Nos actions sont devenues étrangement prévisibles pour des tiers invisibles. Nous parlions à des gens dans la rue, dans un café, et soudain ils nous étaient proposés comme amis ou connaissances sur les réseaux sociaux. Nous arrivions dans un pays, et on nous proposait hôtels, restaurants ou bars qui au fur et à mesure que le temps avançait, correspondaient de plus en plus à nos goûts.

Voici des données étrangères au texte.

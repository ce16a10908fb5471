//! Integration tests for the session flow.
//!
//! Exercises cross-crate interactions between reelcut-timeline,
//! reelcut-media, reelcut-export and reelcut-session against the in-memory
//! backend.

use crate::support::{source_id_for, TestBackend};
use reelcut_core::{ReelcutError, SourceId};
use reelcut_session::Session;

fn backend() -> TestBackend {
    TestBackend::new()
        .with_media("/media/a.mp4", 121.1, "16:9")
        .with_media("/media/b.mp4", 61.1, "4:3")
}

async fn session_with_sources() -> Session<TestBackend> {
    let mut session = Session::new(backend());
    session.init().await.unwrap();
    let a = session.open_source("/media/a.mp4").await.unwrap();
    let b = session.open_source("/media/b.mp4").await.unwrap();
    session.add_source_part(&a, None);
    session.add_source_part(&b, None);
    session
}

// ── Source opening & composition ───────────────────────────────

#[tokio::test]
async fn open_source_derives_conservative_duration() {
    let mut session = Session::new(backend());
    let id = session.open_source("/media/a.mp4").await.unwrap();
    let source = session.sources().get(&id).unwrap();
    assert_eq!(source.duration, 120.0); // floor(121.1 - 1.1)
    assert_eq!(source.aspect_ratio(), 1.777_777);
}

#[tokio::test]
async fn open_source_is_cached_per_id() {
    let mut session = Session::new(backend());
    let first = session.open_source("/media/a.mp4").await.unwrap();
    let second = session.open_source("/media/a.mp4").await.unwrap();
    assert_eq!(first, second);
    assert_eq!(session.sources().len(), 1);
}

#[tokio::test]
async fn composition_tracks_duration() {
    let session = session_with_sources().await;
    assert_eq!(session.timeline().len(), 2);
    assert_eq!(session.timeline().duration(), 180.0);
}

#[tokio::test]
async fn add_sources_uses_picker() {
    let mut session = Session::new(backend());
    session.init().await.unwrap();
    session.backend().queue_pick(&["/media/a.mp4", "/media/b.mp4"]);
    session.add_sources(None).await.unwrap();
    assert_eq!(session.timeline().len(), 2);
    assert_eq!(session.sources().len(), 2);
}

#[tokio::test]
async fn empty_pick_is_a_selection_error() {
    let mut session = Session::new(backend());
    session.init().await.unwrap();
    let err = session.add_sources(None).await.unwrap_err();
    assert!(matches!(err, ReelcutError::Selection(_)));
    assert!(session.timeline().is_empty());
}

// ── Cursor & seek ──────────────────────────────────────────────

#[tokio::test]
async fn cursor_resolves_across_parts() {
    let mut session = session_with_sources().await;
    session.navigate_to(130.0);
    let cursor = session.cursor();
    assert_eq!(cursor.part_index, 1);
    assert_eq!(cursor.part_start, 120.0);
    assert_eq!(cursor.part_end, 180.0);
    let (source, at) = session.preview_position().unwrap();
    assert_eq!(source, SourceId::new(source_id_for("/media/b.mp4")));
    assert_eq!(at, 10.0);
    assert_eq!(session.source_info().unwrap().aspect_ratio(), 1.333_333);
}

#[tokio::test]
async fn cursor_clamps_into_range() {
    let mut session = session_with_sources().await;
    session.navigate_to(-10.0);
    assert_eq!(session.cursor().time, 0.0);
    session.navigate_to(500.0);
    assert_eq!(session.cursor().time, 180.0);
    // end of timeline resolves to the end of the last part
    assert_eq!(session.cursor().part_index, 1);
}

#[tokio::test]
async fn adaptive_seek_converges() {
    let mut session = session_with_sources().await;
    session.navigate_to(0.0);

    session.find_next(true);
    assert_eq!(session.cursor().time, 180.0);
    session.find_next(false);
    assert_eq!(session.cursor().time, 90.0);
    session.find_next(false);
    assert_eq!(session.cursor().time, 45.0);
    session.find_next(true);
    assert_eq!(session.cursor().time, 67.0);

    // an explicit jump restarts at coarse granularity
    session.navigate_to(0.0);
    session.find_next(true);
    assert_eq!(session.cursor().time, 180.0);
}

#[tokio::test]
async fn time_text_roundtrips() {
    let mut session = session_with_sources().await;
    session.set_time_hms("2:05");
    assert_eq!(session.cursor().time, 125.0);
    assert_eq!(session.time_hms(), "2:05");
    assert_eq!(session.period_hms(), "3:00");
    session.set_period_hms("0:30");
    assert_eq!(session.seek().period, 30.0);
}

// ── Editing ────────────────────────────────────────────────────

#[tokio::test]
async fn split_swap_remove_flow() {
    let mut session = session_with_sources().await;

    session.navigate_to(30.0);
    assert!(session.split_at_cursor());
    assert_eq!(session.timeline().len(), 3);
    assert_eq!(session.timeline().duration(), 180.0);
    assert_eq!(session.cursor().part_index, 1);
    assert_eq!(session.cursor().part_start, 30.0);

    assert!(session.swap_parts(0, 1));
    assert_eq!(session.timeline().parts()[0].from, 30.0);

    assert!(session.remove_part(2));
    assert_eq!(session.timeline().duration(), 120.0);

    // invalid edits are absorbed
    assert!(!session.remove_part(9));
    assert!(!session.swap_parts(0, 9));
}

#[tokio::test]
async fn join_restores_split_part() {
    let mut session = session_with_sources().await;
    session.navigate_to(30.0);
    session.split_at_cursor();
    assert!(session.can_join_at_cursor());
    assert!(session.join_at_cursor());
    assert_eq!(session.timeline().len(), 2);
    assert_eq!(session.timeline().parts()[0].to, 120.0);
}

#[tokio::test]
async fn join_refuses_across_sources() {
    let mut session = session_with_sources().await;
    session.navigate_to(120.0); // boundary between source a and source b
    assert!(!session.can_join_at_cursor());
    assert!(!session.join_at_cursor());
}

// ── Project persistence ────────────────────────────────────────

#[tokio::test]
async fn project_roundtrips_through_store() {
    let mut session = session_with_sources().await;
    session.navigate_to(130.0);
    session.destination_filename = "cut.mp4".to_string();
    session.aspect_ratio = "21/9".to_string();
    session.settings_mut().map_all_streams = true;
    session.settings_mut().subtitle_codec = "-".to_string();

    let path = session
        .save_project(Some("/media/cut.json".to_string()))
        .await
        .unwrap();
    assert_eq!(path, "/media/cut.json");
    assert_eq!(session.project_filename.as_deref(), Some("/media/cut.json"));

    let mut restored = Session::new(backend());
    restored.init().await.unwrap();
    let data = session.backend().files.lock().unwrap()["/media/cut.json"].clone();
    restored
        .backend()
        .files
        .lock()
        .unwrap()
        .insert("/media/cut.json".to_string(), data);
    restored.load_project("/media/cut.json").await.unwrap();

    assert_eq!(restored.timeline().len(), 2);
    assert_eq!(restored.timeline().duration(), 180.0);
    assert_eq!(restored.destination_filename, "cut.mp4");
    assert_eq!(restored.aspect_ratio, "21/9");
    assert!(restored.settings().map_all_streams);
    assert_eq!(restored.settings().subtitle_codec, "-");
    assert_eq!(restored.cursor().time, 130.0);
    assert_eq!(restored.cursor().part_index, 1);
}

#[tokio::test]
async fn load_rejects_source_id_mismatch() {
    let mut session = Session::new(backend());
    session.init().await.unwrap();
    session
        .backend()
        .files
        .lock()
        .unwrap()
        .insert(
            "/media/stale.json".to_string(),
            r#"{"parts": [], "sources": {"stale-id": "/media/a.mp4"}, "destinationFilename": "out.mp4"}"#
                .to_string(),
        );
    let err = session.load_project("/media/stale.json").await.unwrap_err();
    assert!(matches!(err, ReelcutError::Selection(_)));
}

#[tokio::test]
async fn load_rejects_part_with_undeclared_source() {
    let mut session = Session::new(backend());
    session.init().await.unwrap();
    session.backend().files.lock().unwrap().insert(
        "/media/bad.json".to_string(),
        r#"{"parts": [{"sourceId": "ghost", "duration": 10.0, "from": 0.0, "to": 10.0}],
            "sources": {}, "destinationFilename": "out.mp4"}"#
            .to_string(),
    );
    let err = session.load_project("/media/bad.json").await.unwrap_err();
    assert!(matches!(err, ReelcutError::Selection(_)));
    assert!(session.timeline().is_empty());
}

#[tokio::test]
async fn default_project_name_follows_destination() {
    let mut session = session_with_sources().await;
    session.destination_filename = "/media/holiday.mp4".to_string();
    assert_eq!(session.default_project_name(), "holiday.json");
}
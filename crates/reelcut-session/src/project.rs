//! Project document persistence.
//!
//! A project is a flat JSON document: the part list, the id-to-filename map
//! of its sources, and the session's scalar fields copied by name. This
//! field list is the complete persisted-state contract and round-trips
//! exactly.

use reelcut_core::{ReelcutError, Result, SourceId};
use reelcut_timeline::Part;
use serde::{Deserialize, Serialize};
use std::collections::BTreeMap;

/// The on-disk project document.
#[derive(Debug, Clone, Default, PartialEq, Serialize, Deserialize)]
#[serde(rename_all = "camelCase")]
pub struct ProjectDocument {
    #[serde(default)]
    pub parts: Vec<Part>,
    /// Source id to filename, for reopening
    #[serde(default)]
    pub sources: BTreeMap<SourceId, String>,
    #[serde(default)]
    pub destination_filename: String,
    #[serde(default, skip_serializing_if = "Option::is_none")]
    pub project_filename: Option<String>,
    #[serde(default)]
    pub aspect_ratio: String,
    #[serde(default)]
    pub export_format: String,
    #[serde(default)]
    pub export_video_codec: String,
    #[serde(default)]
    pub export_audio_codec: String,
    #[serde(default)]
    pub export_subtitle_codec: String,
    #[serde(default)]
    pub map_all_streams: bool,
    #[serde(default)]
    pub time: f64,
}

impl ProjectDocument {
    /// Serialize to pretty JSON.
    pub fn to_json(&self) -> Result<String> {
        serde_json::to_string_pretty(self)
            .map_err(|e| ReelcutError::Serialization(format!("failed to serialize project: {e}")))
    }

    /// Deserialize from JSON.
    pub fn from_json(data: &str) -> Result<Self> {
        serde_json::from_str(data)
            .map_err(|e| ReelcutError::Serialization(format!("failed to parse project: {e}")))
    }
}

Nos opinions politiques étaient devenues transparentes pour des algorithmes qui tentaient de faire et défaire des élections partout dans le monde, nos préférences amoureuses et sexuelles les plus intimes ne l’étaient plus, et des I.A se chargeaient de nous trouver le partenaire parfait…
En moins de 15 ans, ce qui était resté notre jardin secret, et qui fondait notre liberté, était soudain devenu un livre ouvert pour quelques géants de la « tech ». Les marchés d’ailleurs ne s’y est sont pas trompés en valorisant ces entreprises à des niveaux uniques dans l’histoire, jusqu’à en faire des puissances à l’égal des Etats les plus importants…
L’histoire de la donnée venait de connaitre son tournant le plus décisif, et avec elle l’histoire de l’humanité tout entière…
Cette série d’articles estivale se veut être un petit voyage dans l’histoire de la donnée pour revenir aux sources et pour essayer de mieux comprendre ce qu’elle est réellement aujourd’hui et tout le potentiel qu’elle détient.